> [What the task requires]
Look through the material below and say how many of its lines carry the string "RecordLength". Only the number should be given.

> [Study material]
- - - -
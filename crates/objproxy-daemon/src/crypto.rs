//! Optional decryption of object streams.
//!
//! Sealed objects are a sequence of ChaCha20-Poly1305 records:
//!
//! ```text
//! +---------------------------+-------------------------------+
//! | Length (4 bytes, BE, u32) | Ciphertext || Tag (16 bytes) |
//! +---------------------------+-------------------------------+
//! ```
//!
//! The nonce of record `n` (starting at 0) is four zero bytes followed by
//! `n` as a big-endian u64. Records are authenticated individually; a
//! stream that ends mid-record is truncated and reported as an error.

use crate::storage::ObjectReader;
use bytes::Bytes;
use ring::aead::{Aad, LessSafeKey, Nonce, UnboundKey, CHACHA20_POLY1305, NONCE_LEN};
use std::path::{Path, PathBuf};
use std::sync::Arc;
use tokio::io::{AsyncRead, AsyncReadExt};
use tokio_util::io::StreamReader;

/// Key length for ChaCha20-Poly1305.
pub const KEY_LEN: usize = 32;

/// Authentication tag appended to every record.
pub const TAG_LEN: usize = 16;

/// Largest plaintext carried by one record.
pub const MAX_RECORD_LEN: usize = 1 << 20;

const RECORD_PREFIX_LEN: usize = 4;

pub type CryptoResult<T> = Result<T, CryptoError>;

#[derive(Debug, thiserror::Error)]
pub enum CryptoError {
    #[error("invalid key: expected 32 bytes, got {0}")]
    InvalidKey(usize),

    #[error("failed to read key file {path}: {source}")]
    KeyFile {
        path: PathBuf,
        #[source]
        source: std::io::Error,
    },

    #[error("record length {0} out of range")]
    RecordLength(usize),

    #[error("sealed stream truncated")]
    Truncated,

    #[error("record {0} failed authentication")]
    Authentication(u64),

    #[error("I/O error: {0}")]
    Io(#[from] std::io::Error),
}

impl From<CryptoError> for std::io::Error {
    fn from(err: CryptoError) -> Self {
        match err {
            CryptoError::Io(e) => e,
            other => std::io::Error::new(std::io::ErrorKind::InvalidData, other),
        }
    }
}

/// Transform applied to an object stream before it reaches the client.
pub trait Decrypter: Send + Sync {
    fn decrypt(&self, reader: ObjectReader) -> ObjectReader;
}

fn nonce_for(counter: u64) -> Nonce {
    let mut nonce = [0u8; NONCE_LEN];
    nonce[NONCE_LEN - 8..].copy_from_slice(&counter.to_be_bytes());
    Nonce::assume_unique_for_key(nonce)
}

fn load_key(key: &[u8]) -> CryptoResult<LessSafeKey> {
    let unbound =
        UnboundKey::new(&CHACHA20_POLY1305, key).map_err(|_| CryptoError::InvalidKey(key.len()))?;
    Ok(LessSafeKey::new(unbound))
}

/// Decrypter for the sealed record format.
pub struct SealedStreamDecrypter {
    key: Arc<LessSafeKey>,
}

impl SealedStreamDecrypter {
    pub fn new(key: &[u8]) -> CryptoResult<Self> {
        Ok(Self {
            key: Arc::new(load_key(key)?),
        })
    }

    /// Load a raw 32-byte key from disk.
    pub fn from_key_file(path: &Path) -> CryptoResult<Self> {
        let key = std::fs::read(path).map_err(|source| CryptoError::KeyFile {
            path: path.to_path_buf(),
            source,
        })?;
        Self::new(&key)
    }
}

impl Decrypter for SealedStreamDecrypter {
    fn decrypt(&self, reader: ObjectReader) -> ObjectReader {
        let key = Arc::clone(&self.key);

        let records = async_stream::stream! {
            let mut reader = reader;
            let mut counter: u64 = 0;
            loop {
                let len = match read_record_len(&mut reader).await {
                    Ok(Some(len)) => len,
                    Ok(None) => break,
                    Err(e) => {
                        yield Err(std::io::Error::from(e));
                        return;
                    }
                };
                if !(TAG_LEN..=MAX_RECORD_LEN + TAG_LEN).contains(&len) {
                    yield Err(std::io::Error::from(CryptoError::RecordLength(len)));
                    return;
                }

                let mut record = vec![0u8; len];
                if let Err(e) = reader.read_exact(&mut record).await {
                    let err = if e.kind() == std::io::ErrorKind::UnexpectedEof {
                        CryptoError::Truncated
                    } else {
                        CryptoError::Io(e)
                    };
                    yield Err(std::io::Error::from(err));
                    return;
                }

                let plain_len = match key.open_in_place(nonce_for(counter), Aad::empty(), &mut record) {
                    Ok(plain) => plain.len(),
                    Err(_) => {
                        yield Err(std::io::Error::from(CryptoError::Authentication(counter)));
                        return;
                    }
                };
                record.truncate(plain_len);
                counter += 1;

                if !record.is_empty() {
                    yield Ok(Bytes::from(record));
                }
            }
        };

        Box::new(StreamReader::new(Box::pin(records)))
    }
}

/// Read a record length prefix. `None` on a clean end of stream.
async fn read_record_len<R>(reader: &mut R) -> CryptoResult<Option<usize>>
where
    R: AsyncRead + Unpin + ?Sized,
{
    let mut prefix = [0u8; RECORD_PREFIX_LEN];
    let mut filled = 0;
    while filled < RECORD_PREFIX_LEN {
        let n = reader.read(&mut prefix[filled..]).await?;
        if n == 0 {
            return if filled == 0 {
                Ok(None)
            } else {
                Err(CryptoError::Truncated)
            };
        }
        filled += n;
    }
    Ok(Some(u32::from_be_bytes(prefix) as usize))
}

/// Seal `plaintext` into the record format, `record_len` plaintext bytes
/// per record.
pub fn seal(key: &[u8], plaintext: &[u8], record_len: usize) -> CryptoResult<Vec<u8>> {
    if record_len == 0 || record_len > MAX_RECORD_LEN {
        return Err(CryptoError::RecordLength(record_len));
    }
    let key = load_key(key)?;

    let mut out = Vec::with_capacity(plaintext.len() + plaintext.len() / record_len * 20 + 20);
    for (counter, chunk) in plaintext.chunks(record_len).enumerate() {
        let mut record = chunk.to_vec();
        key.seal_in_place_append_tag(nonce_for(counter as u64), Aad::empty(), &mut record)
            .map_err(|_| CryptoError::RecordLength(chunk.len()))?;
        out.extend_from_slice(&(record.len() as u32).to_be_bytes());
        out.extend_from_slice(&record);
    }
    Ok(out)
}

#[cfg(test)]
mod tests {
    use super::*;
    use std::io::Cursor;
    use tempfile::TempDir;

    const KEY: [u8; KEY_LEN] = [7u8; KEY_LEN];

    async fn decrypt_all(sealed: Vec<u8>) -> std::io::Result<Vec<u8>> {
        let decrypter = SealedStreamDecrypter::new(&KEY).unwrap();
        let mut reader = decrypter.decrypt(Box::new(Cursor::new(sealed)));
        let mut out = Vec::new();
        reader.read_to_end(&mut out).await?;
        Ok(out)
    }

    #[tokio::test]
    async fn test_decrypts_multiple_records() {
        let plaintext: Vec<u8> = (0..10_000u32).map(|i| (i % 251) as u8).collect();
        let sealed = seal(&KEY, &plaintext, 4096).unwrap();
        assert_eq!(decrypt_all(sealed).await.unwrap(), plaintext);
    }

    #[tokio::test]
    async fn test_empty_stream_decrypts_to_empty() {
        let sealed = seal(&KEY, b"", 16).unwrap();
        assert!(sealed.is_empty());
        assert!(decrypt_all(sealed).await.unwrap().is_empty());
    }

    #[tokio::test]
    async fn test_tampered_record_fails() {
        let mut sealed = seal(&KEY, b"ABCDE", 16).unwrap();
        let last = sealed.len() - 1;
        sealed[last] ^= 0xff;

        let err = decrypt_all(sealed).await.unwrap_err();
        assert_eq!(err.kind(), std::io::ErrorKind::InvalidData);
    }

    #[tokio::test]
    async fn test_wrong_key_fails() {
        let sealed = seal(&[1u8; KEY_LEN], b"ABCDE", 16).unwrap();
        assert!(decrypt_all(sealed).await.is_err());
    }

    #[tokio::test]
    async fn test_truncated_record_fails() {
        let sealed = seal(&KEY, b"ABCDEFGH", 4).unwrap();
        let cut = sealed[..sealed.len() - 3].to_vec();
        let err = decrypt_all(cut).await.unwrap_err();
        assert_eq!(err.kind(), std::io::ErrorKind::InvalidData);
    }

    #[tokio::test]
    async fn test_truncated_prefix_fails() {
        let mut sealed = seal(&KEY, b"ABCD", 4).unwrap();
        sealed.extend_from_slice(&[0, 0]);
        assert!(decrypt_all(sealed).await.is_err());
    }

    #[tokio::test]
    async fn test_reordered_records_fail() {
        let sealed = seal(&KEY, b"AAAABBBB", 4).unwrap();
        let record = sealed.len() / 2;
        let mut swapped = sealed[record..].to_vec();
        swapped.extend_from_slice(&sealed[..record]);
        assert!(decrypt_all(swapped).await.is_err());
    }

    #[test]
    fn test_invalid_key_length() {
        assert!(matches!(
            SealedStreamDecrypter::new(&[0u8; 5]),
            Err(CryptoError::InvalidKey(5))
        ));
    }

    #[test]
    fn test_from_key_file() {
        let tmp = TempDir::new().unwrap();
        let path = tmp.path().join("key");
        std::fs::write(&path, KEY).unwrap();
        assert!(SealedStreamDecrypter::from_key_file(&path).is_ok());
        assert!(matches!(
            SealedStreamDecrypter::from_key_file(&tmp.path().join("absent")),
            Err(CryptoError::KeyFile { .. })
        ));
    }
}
- - - -
> [Completed exercise]
4